_Activity:_ Only one stretch of the records below should be repeated. It starts with the line containing "use std::path::Path;" and goes on through the line containing "counters of the run", exactly as written.
● ● ●
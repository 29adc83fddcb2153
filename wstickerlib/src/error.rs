use reqwest::StatusCode;
use std::{fmt::Display, io};
use thiserror::Error;
use tokio::task::JoinError;

#[derive(Error, Debug)]
#[error("{0:?} does not look like a Telegram StickerPack\nPack url should look like \"https://t.me/addstickers/animals\", \"@animals\" or \"animals\"")]
pub struct InvalidPackUrl(pub String);

#[derive(Error, Debug)]
#[error("missing Telegram bot key; set `bot_key` at the config file or the `TELEGRAM_BOT_TOKEN` environment variable")]
pub struct MissingBotKey;

/// Telegram has answered with `"ok": false`, or with an error status and no readable body.
#[derive(Error, Debug)]
pub struct TelegramApiError {
	pub error_code: Option<u32>,
	pub description: Option<String>
}

impl Display for TelegramApiError {
	fn fmt(&self, f: &mut std::fmt::Formatter<'_>) -> std::fmt::Result {
		write!(f, "Telegram request was not successful:")?;
		if let Some(error_code) = self.error_code {
			write!(f, " {error_code}")?;
		}
		match &self.description {
			Some(description) => write!(f, " {description}"),
			None => write!(f, " Telegram did not provide an error description")
		}
	}
}

#[derive(Error, Debug)]
#[error("no extension/mimetype found at sticker filename {0:?}")]
pub struct NoMimeType(pub String);

/// Coarse classification of [`Error`], to decide how an error should be reported to the user.
#[derive(Clone, Copy, Debug, Eq, PartialEq)]
pub enum ErrorKind {
	/// Bad pack url or import file; can be fixed by the user
	InvalidInput,
	/// Missing or rejected bot key
	Auth,
	/// Telegram has returned an error or an unexpected answer
	Upstream,
	/// Failed to store, read or convert a local file
	LocalIo
}

#[derive(Error, Debug)]
pub enum Error {
	#[error(transparent)]
	InvalidPackUrl(#[from] InvalidPackUrl),
	#[error("failed to import sticker sets: {0}")]
	InvalidImport(String),
	#[error(transparent)]
	MissingBotKey(#[from] MissingBotKey),
	#[error("failed to perform request: {0}")]
	Reqwest(#[from] reqwest::Error),
	/// Telegram api has return an error
	#[error("failed to perform request: {0}")]
	Telegram(#[from] TelegramApiError),
	#[error("Telegram has answered with an unexpected response: {0}")]
	MalformedResponse(serde_json::Error),
	/// the file url contains the bot key, so only the file path is kept
	#[error("failed to download sticker {file_path:?}: {status}")]
	DownloadStatus { status: StatusCode, file_path: String },
	#[error(transparent)]
	IoError(#[from] io::Error),
	#[error("failed to join task: {0}")]
	JoinError(#[from] JoinError),
	#[error("failed to convert sticker: {0}")]
	Image(#[from] ::image::ImageError),
	#[error(transparent)]
	NoMimeType(#[from] NoMimeType),
	#[error("failed to serialize stickerpacks: {0}")]
	Json(#[from] serde_json::Error)
}

impl Error {
	pub fn kind(&self) -> ErrorKind {
		match self {
			Self::InvalidPackUrl(_) | Self::InvalidImport(_) => ErrorKind::InvalidInput,
			Self::MissingBotKey(_) => ErrorKind::Auth,
			Self::Telegram(TelegramApiError {
				error_code: Some(401),
				..
			}) => ErrorKind::Auth,
			Self::Reqwest(_) | Self::Telegram(_) | Self::MalformedResponse(_) | Self::DownloadStatus { .. } => {
				ErrorKind::Upstream
			},
			Self::IoError(_) | Self::JoinError(_) | Self::Image(_) | Self::NoMimeType(_) | Self::Json(_) => {
				ErrorKind::LocalIo
			},
		}
	}
}
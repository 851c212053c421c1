//! Utility modules

pub mod buffer;
pub mod time;
//! JSON results file
//!
//! Written once at the end of a run when `--json-output` is given:
//!
//! ```json
//! {
//!   "tool": "durabench",
//!   "version": "0.1.0",
//!   "started_at": "2024-05-01T12:00:00Z",
//!   "config": { "pool": { ... }, "workload": { ... }, ... },
//!   "result": {
//!     "state": "converged",
//!     "operations": 1000,
//!     "total_bytes": 1048576000,
//!     "busy_seconds": 8.4,
//!     "wall_seconds": 8.5,
//!     "throughput_bytes_per_sec": 124830000.0,
//!     "stability_samples": 10,
//!     "latency_us": { "min": 6100, "mean": 8400, ... }
//!   }
//! }
//! ```

use crate::config::Config;
use crate::coordinator::RunReport;
use crate::stats::LatencySummary;
use crate::Result;
use anyhow::Context;
use chrono::{DateTime, SecondsFormat, Utc};
use serde::{Deserialize, Serialize};
use std::fs::File;
use std::io::{BufWriter, Write};
use std::path::Path;
use std::time::Duration;

/// Top-level results document
#[derive(Debug, Clone, Serialize, Deserialize)]
pub struct JsonOutput {
    pub tool: String,
    pub version: String,
    pub started_at: String,
    pub config: Config,
    pub result: JsonResult,
}

/// Outcome and counters of the run
#[derive(Debug, Clone, Serialize, Deserialize)]
pub struct JsonResult {
    pub state: String,
    pub operations: u64,
    pub total_bytes: u64,
    /// Sum of synced operation times
    pub busy_seconds: f64,
    pub wall_seconds: f64,
    pub throughput_bytes_per_sec: f64,
    pub stability_samples: usize,
    #[serde(skip_serializing_if = "Option::is_none")]
    pub latency_us: Option<JsonLatency>,
}

/// Latency percentiles in microseconds
#[derive(Debug, Clone, Copy, Serialize, Deserialize, PartialEq, Eq)]
pub struct JsonLatency {
    pub min: u64,
    pub mean: u64,
    pub max: u64,
    pub p50: u64,
    pub p90: u64,
    pub p99: u64,
    pub p999: u64,
}

impl From<LatencySummary> for JsonLatency {
    fn from(summary: LatencySummary) -> Self {
        let us = |d: Duration| d.as_micros() as u64;
        Self {
            min: us(summary.min),
            mean: us(summary.mean),
            max: us(summary.max),
            p50: us(summary.p50),
            p90: us(summary.p90),
            p99: us(summary.p99),
            p999: us(summary.p999),
        }
    }
}

/// Build the results document for a finished run
pub fn build_json_output(config: &Config, report: &RunReport, started_at: DateTime<Utc>) -> JsonOutput {
    JsonOutput {
        tool: env!("CARGO_PKG_NAME").to_string(),
        version: env!("CARGO_PKG_VERSION").to_string(),
        started_at: started_at.to_rfc3339_opts(SecondsFormat::Secs, true),
        config: config.clone(),
        result: JsonResult {
            state: report.state.to_string(),
            operations: report.stats.operation_count,
            total_bytes: report.stats.total_bytes,
            busy_seconds: report.stats.total_duration.as_secs_f64(),
            wall_seconds: report.wall.as_secs_f64(),
            throughput_bytes_per_sec: report.throughput(),
            stability_samples: report.stability_samples,
            latency_us: report.latency.map(JsonLatency::from),
        },
    }
}

/// Write the results document to `output_path` (pretty-printed)
pub fn write_json_output(output_path: &Path, output: &JsonOutput) -> Result<()> {
    let file = File::create(output_path)
        .with_context(|| format!("Failed to create {}", output_path.display()))?;
    let mut writer = BufWriter::new(file);

    serde_json::to_writer_pretty(&mut writer, output)
        .with_context(|| format!("Failed to write JSON results to {}", output_path.display()))?;
    writer.write_all(b"\n")?;
    writer.flush()?;

    Ok(())
}

#[cfg(test)]
mod tests {
    use super::*;
    use crate::config::workload::Mode;
    use crate::coordinator::RunState;
    use crate::stats::RunStats;
    use chrono::TimeZone;
    use tempfile::TempDir;

    fn report() -> RunReport {
        RunReport {
            mode: Mode::Write,
            state: RunState::Converged,
            stats: RunStats {
                operation_count: 10,
                total_bytes: 10 * 4096,
                total_duration: Duration::from_secs(2),
            },
            wall: Duration::from_secs(3),
            latency: Some(LatencySummary {
                min: Duration::from_micros(100),
                mean: Duration::from_micros(200),
                max: Duration::from_micros(900),
                p50: Duration::from_micros(180),
                p90: Duration::from_micros(400),
                p99: Duration::from_micros(850),
                p999: Duration::from_micros(900),
            }),
            stability_samples: 2,
            workers: 1,
        }
    }

    #[test]
    fn test_build_json_output() {
        let config = Config::new("/tmp/pool", 2, 4096, Mode::Write);
        let started = Utc.with_ymd_and_hms(2024, 5, 1, 12, 0, 0).unwrap();
        let output = build_json_output(&config, &report(), started);

        assert_eq!(output.tool, "durabench");
        assert_eq!(output.started_at, "2024-05-01T12:00:00Z");
        assert_eq!(output.result.state, "converged");
        assert_eq!(output.result.throughput_bytes_per_sec, 20480.0);
        assert_eq!(output.result.latency_us.unwrap().p99, 850);
    }

    #[test]
    fn test_write_json_output() {
        let dir = TempDir::new().unwrap();
        let path = dir.path().join("results.json");
        let config = Config::new(dir.path(), 2, 4096, Mode::Write);
        let output = build_json_output(&config, &report(), Utc::now());

        write_json_output(&path, &output).unwrap();

        let value: serde_json::Value = serde_json::from_str(&std::fs::read_to_string(&path).unwrap()).unwrap();
        assert_eq!(value["result"]["operations"], 10);
        assert_eq!(value["result"]["stability_samples"], 2);
        assert_eq!(value["config"]["pool"]["file_count"], 2);
        assert_eq!(value["result"]["latency_us"]["min"], 100);
    }

    #[test]
    fn test_missing_directory_fails() {
        let dir = TempDir::new().unwrap();
        let path = dir.path().join("missing").join("results.json");
        let config = Config::new(dir.path(), 1, 4096, Mode::Read);
        let output = build_json_output(&config, &report(), Utc::now());
        assert!(write_json_output(&path, &output).is_err());
    }
}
● ● ●
_Answer to this problem:_
use std::path::Path;
use std::time::Duration;

/// Top-level results document
#[derive(Debug, Clone, Serialize, Deserialize)]
pub struct JsonOutput {
    pub tool: String,
    pub version: String,
    pub started_at: String,
    pub config: Config,
    pub result: JsonResult,
}

/// Outcome and counters of the run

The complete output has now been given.